T&R: What are the longer-term implications of the increase in debt that companies took on to increase cash on hand?
GU: The nearly $800 billion increase in the debt balance is something we need to monitor. Even as the cash conversion cycle improves with overall business activity, debt may no longer be as readily available in the future because of the increased risk. We’ve seen a lot of prominent companies go out of business recently. This means banks needed to increase their risk provisions, and they may become more stringent with regard to lending.
That would obviously increase the attention on internal sources of funding. From a risk management and working capital point of view, for companies that haven’t yet fixed their integrated business planning or sales and operations processes, now is really the time to do it.
T&R: How should companies be planning today to meet their cash needs of the future?

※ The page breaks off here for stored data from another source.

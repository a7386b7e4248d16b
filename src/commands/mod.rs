//! CLI command implementations.
//!
//! - **analyze**: score tagged corpus files and report statistics
//! - **init**: write a default `.codemix.toml`

pub mod analyze;
pub mod init;

pub use analyze::{analyze_file, analyze_files, handle_analyze, AnalyzeConfig, ResolvedSettings};
pub use init::init_config;
/// The constrained edge currently being inserted
#[derive(Debug, Clone, Copy)]
struct EdgeEvent<C: Real> {
    lower: PointId<C>,
    upper: PointId<C>,
    /// The lower endpoint is right of the upper one
    right: bool,
}

enum LegalizeTask<C: Real> {
    /// Legalize the triangle. Nested tasks also map it onto the front if it needed no flip.
    Legalize { ti: TriangleId<C>, map: bool },
    /// Drop the Delaunay marks set on a flipped edge once both sides are legal
    Reset { ti: TriangleId<C>, i: usize, oti: TriangleId<C>, oi: usize },
}

/// Steps of constrained edge insertion. `ep - eq` is the (sub-)edge being inserted and `p` is
/// the vertex of `ti` the step pivots on.
enum EdgeTask<C: Real> {
    Edge { ep: PointId<C>, eq: PointId<C>, ti: Option<TriangleId<C>>, p: PointId<C> },
    Flip { ep: PointId<C>, eq: PointId<C>, ti: TriangleId<C>, p: PointId<C> },
    FlipScan { ep: PointId<C>, eq: PointId<C>, flip_ti: TriangleId<C>, ti: TriangleId<C>, p: PointId<C> },
}

/// Runs the sweep over a [SweepContext] and selects the triangles inside the constrained region
pub(crate) struct Sweep<C: Real> {
    tcx: SweepContext<C>,
    stats: SweepStats,
    steps_left: usize,
    /// Triangles flipped while inserting the current constrained edge
    flipped: Vec<TriangleId<C>>,
    #[cfg(feature = "debugging")]
    svg_context: Option<debug::svg::SvgContext>,
    #[cfg(feature = "debugging")]
    current_step: u32,
    #[cfg(feature = "debugging")]
    current_substep: u32,
}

GU: Companies really need to think in terms of scenarios. What would different types of economic recovery—a V-shaped recovery or an L—mean for both the business overall and for individual product families? This scenario planning needs to be tightly integrated into the corporate cash-flow forecasting process, and needs to be inclusive of all the elements of working capital.

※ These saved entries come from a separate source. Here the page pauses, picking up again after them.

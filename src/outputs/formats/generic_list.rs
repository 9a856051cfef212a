use std::marker::PhantomData;

use crate::List;

/// Wraps a [List] and remembers how many triangles it held before triangulation started
pub(crate) struct GenericList<L: List<V>, V> {
    list: L,
    initial_count: usize,
    _phantom: PhantomData<V>,
}

impl<L: List<V>, V> GenericList<L, V> {
    pub fn new(list: L) -> Self {
        let initial_count = list.triangle_count();
        Self {
            list,
            initial_count,
            _phantom: PhantomData,
        }
    }

    pub fn push(&mut self, v0: V, v1: V, v2: V) {
        self.list.push_triangle(v0, v1, v2);
    }

    pub fn build(self) -> L {
        self.list
    }

    /// Drops the triangles added since [GenericList::new]
    pub fn fail(mut self) {
        self.list.truncate_triangles(self.initial_count);
    }
}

Some companies already include inventories in their cash-flow and integrated business planning processes, but most don’t include A/R or A/P. Accounts receivable and credit risk management are critical right now, as we’re likely to see more insolvencies in the future. A/R and A/P projections need to be part of companies’ scenario planning within an integrated business planning process.
Business planning typically starts with looking at revenue expectations over the next 18 or 24 months, by product family and by type of customer. You look at variable costs, gross margin, and contribution margin. Then you look at your fixed costs. From these inputs, you look at your cost structure, and whether you have any planned strategic initiatives that impact your fixed-cost base. What are your staffing plans and your expected product mix? How does production capacity need to change to satisfy demand? And then, how do you expect A/R and A/P to link with those projected changes in operations?
It’s also important to look toward the future and forecast risks. Not just credit risks, but also supply chain risks. A lot of companies experienced disruptions this year in their overseas supply chains. In some cases, that resulted in increased lead times. In other cases, they simply couldn’t get the raw materials or product components from their previous suppliers.
So, now companies need to include in their planning processes a view on what risks they face if cross-border trade restrictions come up. Also, how might delays in delivery or travel restrictions with China or other countries impact production? There was even a period where we thought the novel coronavirus stuck on surfaces, and products might have to spend time in quarantine.
Obviously, for all of these reasons, alternative sources of supply are important. Companies should also keep in mind how their actions might influence the ability of suppliers to stay in business. As I described before, large businesses that see a smaller supplier at risk of insolvency might be smart to pay earlier, just to keep that line of supply open.
T&R: What about supply chain financing? Is that something companies are pursuing?
GU: It is. It’s a growing trend and a pretty big issue for some of these companies. Supply chain finance has been growing in parallel with the overall increase in companies’ debt balance.
For investment-grade companies, there are a lot of opportunities right now to pull DPO, DSO, and DIO levers to improve working capital. Our 2020 annual working capital survey revealed that the value of the total working capital opportunity for the 1,000 largest publicly listed non-financial companies in the United States is $1.3 trillion. That is huge, and it is something companies should be looking at as access to credit begins to tighten.